(Task description) Word for word, transcribe the data below.

(Records for processing)
· · · · · · ·

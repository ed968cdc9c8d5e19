pub mod record;
pub mod source;
pub mod stream;

pub use record::build_transaction;
pub use source::InputKind;
pub use stream::{ImportError, TransactionStream};
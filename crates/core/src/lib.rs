pub mod money;
pub mod rules;
pub mod transaction;

pub use money::{Amount, CurrencyMismatch, CURRENCY};
pub use rules::{Rule, RuleError, RuleSet};
pub use transaction::Transaction;
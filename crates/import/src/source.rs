use std::path::Path;

/// The kinds of input the assembler knows how to open.
#[derive(Debug, Clone, Copy, PartialEq, Eq)]
pub enum InputKind {
    /// Zip archive bundling one or more statement documents.
    Container,
    /// A single camt.053 document.
    Statement,
}

impl InputKind {
    /// Classifies an input path by its extension, ASCII case-insensitive.
    /// `None` means the path is of no kind this tool can decode.
    pub fn of(path: &Path) -> Option<InputKind> {
        let ext = path.extension()?.to_str()?;
        if ext.eq_ignore_ascii_case("zip") {
            Some(InputKind::Container)
        } else if ext.eq_ignore_ascii_case("xml") {
            Some(InputKind::Statement)
        } else {
            None
        }
    }
}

· · · · · · ·

(Solution to the exercise)
repository ed968cdc9c8d5e19
pub mod record;
pub mod source;
pub mod stream;

pub use record::build_transaction;
pub use source::InputKind;
pub use stream::{ImportError, TransactionStream};
filename crates/core/src/lib.rs
pub mod money;
pub mod rules;
pub mod transaction;

pub use money::{Amount, CurrencyMismatch, CURRENCY};
pub use rules::{Rule, RuleError, RuleSet};
pub use transaction::Transaction;
filename crates/import/src/source.rs
use std::path::Path;

/// The kinds of input the assembler knows how to open.
#[derive(Debug, Clone, Copy, PartialEq, Eq)]
pub enum InputKind {
    /// Zip archive bundling one or more statement documents.
    Container,
    /// A single camt.053 document.
    Statement,
}

impl InputKind {
    /// Classifies an input path by its extension, ASCII case-insensitive.
    /// `None` means the path is of no kind this tool can decode.
    pub fn of(path: &Path) -> Option<InputKind> {
        let ext = path.extension()?.to_str()?;
        if ext.eq_ignore_ascii_case("zip") {
            Some(InputKind::Container)
        } else if ext.eq_ignore_ascii_case("xml") {
            Some(InputKind::Statement)
        } else {
            None
        }
    }
}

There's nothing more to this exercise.